BitTorrent technology may be forever be a byword for online piracy in many quarters of the creative industries, but BitTorrent the company would rather be seen as a powerful legal tool for digital marketing.
This week, it has announced a milestone for its BitTorrent bundle initiative, which helps musicians, filmmakers and other creators distribute some of their work for free, often in exchange for email addresses to add to their promotional mailing lists.
BitTorrent says that its bundles, including those by artists including Madonna, Public Enemy, Moby, De La Soul and Diplo, have now reached 100m downloads and streams to fans.
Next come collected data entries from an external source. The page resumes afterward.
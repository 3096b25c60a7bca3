//! CurseForge catalog client.
//!
//! Resolution searches the Minecraft "Mods" class by slug, takes the first
//! hit, lists its files, keeps the files compatible with the requested game
//! version and loader, and picks the most recent one by `fileDate`. The
//! download URL comes from a separate per-file lookup.
//!
//! CurseForge records game versions and loader names side by side in the
//! same `gameVersions` tag list (`["1.20.1", "Forge", "Client"]`), and the
//! compatibility check reads both from that one list. A file whose loader is
//! only recorded elsewhere is therefore treated as incompatible.

use super::{fetch_artifact, get_json, ArtifactDescriptor, ModSource};
use crate::config::{ModLoader, Platform};
use crate::error::{Error, Result};

use async_trait::async_trait;
use indicatif::ProgressBar;
use reqwest_middleware::{ClientWithMiddleware, RequestBuilder};
use serde::Deserialize;
use std::fmt;
use std::path::{Path, PathBuf};
use tracing::debug;

/// Base URL of the public CurseForge API.
pub const CURSEFORGE_API: &str = "https://api.curseforge.com/v1";
/// CurseForge game identifier for Minecraft.
pub const MINECRAFT_GAME_ID: u32 = 432;
/// CurseForge class identifier for Minecraft mods.
pub const MODS_CLASS_ID: u32 = 6;

const API_KEY_HEADER: &str = "x-api-key";

/// Every CurseForge response wraps its payload in `data`.
#[derive(Deserialize, Debug)]
struct Envelope<T> {
    data: T,
}

/// A CurseForge mod returned by the search endpoint.
#[derive(Deserialize, Debug, Clone)]
#[serde(rename_all = "camelCase")]
pub struct Mod {
    pub id: u64,
    #[serde(default)]
    pub name: String,
    #[serde(default)]
    pub slug: String,
}

/// A file attached to a CurseForge mod.
#[derive(Deserialize, Debug, Clone)]
#[serde(rename_all = "camelCase")]
pub struct File {
    pub id: u64,
    #[serde(default)]
    pub file_name: String,
    /// ISO-8601 upload date.
    #[serde(default)]
    pub file_date: String,
    /// Game versions and loader names, mixed.
    #[serde(default)]
    pub game_versions: Vec<String>,
}

/// Whether `file` declares both `game_version` and `loader` among its tags.
///
/// The game version must match exactly; the loader name is compared
/// case-insensitively. Both are looked up in `gameVersions`.
pub fn is_compatible(file: &File, game_version: &str, loader: ModLoader) -> bool {
    let has_version = file.game_versions.iter().any(|tag| tag == game_version);
    let has_loader = file
        .game_versions
        .iter()
        .any(|tag| tag.eq_ignore_ascii_case(loader.as_str()));
    has_version && has_loader
}

/// The newest compatible file, ordered by `fileDate` descending.
///
/// Dates are ISO-8601 strings, so string order is chronological order. Ties
/// keep listing order.
pub fn select_file(files: Vec<File>, game_version: &str, loader: ModLoader) -> Option<File> {
    let mut compatible: Vec<File> = files
        .into_iter()
        .filter(|f| is_compatible(f, game_version, loader))
        .collect();
    compatible.sort_by(|a, b| b.file_date.cmp(&a.file_date));
    compatible.into_iter().next()
}

/// Client for the CurseForge API.
#[derive(Clone)]
pub struct CurseForgeClient {
    client: ClientWithMiddleware,
    base_url: String,
    api_key: String,
}

impl fmt::Debug for CurseForgeClient {
    fn fmt(&self, f: &mut fmt::Formatter<'_>) -> fmt::Result {
        f.debug_struct("CurseForgeClient")
            .field("base_url", &self.base_url)
            .field("api_key", &"<redacted>")
            .finish()
    }
}

impl CurseForgeClient {
    /// Create a client for the public CurseForge API.
    ///
    /// Fails with [`Error::MissingCredential`] when `api_key` is blank.
    pub fn new(client: ClientWithMiddleware, api_key: &str) -> Result<Self> {
        if api_key.trim().is_empty() {
            return Err(Error::MissingCredential);
        }
        Ok(Self {
            client,
            base_url: CURSEFORGE_API.to_string(),
            api_key: api_key.to_string(),
        })
    }

    /// Point the client at another deployment of the API.
    pub fn with_base_url(mut self, base_url: impl Into<String>) -> Self {
        self.base_url = base_url.into().trim_end_matches('/').to_string();
        self
    }

    pub fn base_url(&self) -> &str {
        &self.base_url
    }

    fn get(&self, url: &str) -> RequestBuilder {
        self.client
            .get(url)
            .header(API_KEY_HEADER, self.api_key.as_str())
    }

    /// Search the Minecraft mods class for `slug`.
    pub async fn search(&self, slug: &str) -> Result<Vec<Mod>> {
        let url = format!("{}/mods/search", self.base_url);
        let request = self.get(&url).query(&[
            ("gameId", MINECRAFT_GAME_ID.to_string()),
            ("slug", slug.to_string()),
            ("classId", MODS_CLASS_ID.to_string()),
        ]);
        let envelope: Envelope<Vec<Mod>> = get_json(request, slug, "CurseForge search").await?;
        Ok(envelope.data)
    }

    /// List the files of a mod.
    pub async fn files(&self, slug: &str, mod_id: u64) -> Result<Vec<File>> {
        let url = format!("{}/mods/{}/files", self.base_url, mod_id);
        let envelope: Envelope<Vec<File>> =
            get_json(self.get(&url), slug, "CurseForge files").await?;
        Ok(envelope.data)
    }

    /// Look up the download URL of one file.
    ///
    /// A `null` URL means the author disabled third-party downloads.
    pub async fn download_url(&self, slug: &str, mod_id: u64, file_id: u64) -> Result<String> {
        let url = format!(
            "{}/mods/{}/files/{}/download-url",
            self.base_url, mod_id, file_id
        );
        let envelope: Envelope<Option<String>> =
            get_json(self.get(&url), slug, "CurseForge download URL").await?;
        envelope
            .data
            .ok_or_else(|| Error::not_found(slug, "no download URL found"))
    }
}

#[async_trait]
impl ModSource for CurseForgeClient {
    fn platform(&self) -> Platform {
        Platform::CurseForge
    }

    async fn resolve(
        &self,
        slug: &str,
        game_version: &str,
        loader: ModLoader,
    ) -> Result<ArtifactDescriptor> {
        let found = self
            .search(slug)
            .await?
            .into_iter()
            .next()
            .ok_or_else(|| Error::not_found(slug, "mod not found on CurseForge"))?;
        debug!("CurseForge mod '{}' is {} ({})", slug, found.name, found.id);

        let files = self.files(slug, found.id).await?;
        let file = select_file(files, game_version, loader).ok_or_else(|| {
            Error::not_found(
                slug,
                format!(
                    "no compatible files found (MC {}, {})",
                    game_version, loader
                ),
            )
        })?;

        let url = self.download_url(slug, found.id, file.id).await?;

        Ok(ArtifactDescriptor {
            platform: Platform::CurseForge,
            slug: slug.to_string(),
            project_id: found.id.to_string(),
            file_id: file.id.to_string(),
            filename: file.file_name,
            url,
            loaders: file
                .game_versions
                .iter()
                .filter(|tag| tag.to_ascii_lowercase().parse::<ModLoader>().is_ok())
                .cloned()
                .collect(),
            game_versions: file.game_versions,
            published: file.file_date,
        })
    }

    async fn fetch(
        &self,
        artifact: &ArtifactDescriptor,
        output_dir: &Path,
        progress: &ProgressBar,
    ) -> Result<PathBuf> {
        fetch_artifact(&self.client, artifact, output_dir, progress).await
    }
}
"Today, 24 hours in BitTorrent Bundle equals over 554k impressions, 167k downloads, and more than 16k streams," wrote BitTorrent's chief creative officer Matt Mason in a blog post.
"Monthly Bundle site visitors have increased from 2.1 million, to 25 million (+1,095%). 25% of visitors share the content with their network across some social channel. And fans are coming back, over and over again. 75% of Bundles site traffic is coming from returning users."
What those bundles are actually giving away varies. Madonna didn't give away music, but rather a documentary film called Secretprojectrevolution. Moby gave away three songs and audio "stems" from his latest album, so fans could create their own remixes.
Public Enemy also went down the remixable stems route; De La Soul gave away a digital mixtape and documentary film about pioneering hip-hop producer J Dilla; and Cut/Copy distributed a music video along with the 3D printing files for making the video's characters.
BitTorrent has always argued that its filesharing technology is neutral, so the company shouldn't be blamed for online piracy. At a time when music and film rightsholders are continuing to pursue torrent-tracker websites, it's not a view shared by some executives within those industries.
BitTorrent is using its 100m milestone to try to persuade more artists that it's a friend not a foe. "We’re idealists here. But we believe in technology as a form of connection; not control. That analog business models shouldn’t be a barrier to culture kept in common. That bandwidth should never be a barrier to creativity," wrote Mason.
"In the days after Net Neutrality, those sound like radical statements. The fact of the matter is that they’re not. Decentralized technologies like BitTorrent can unblock the connection between artists and fans; stripping away the need to censor or sizecap creativity."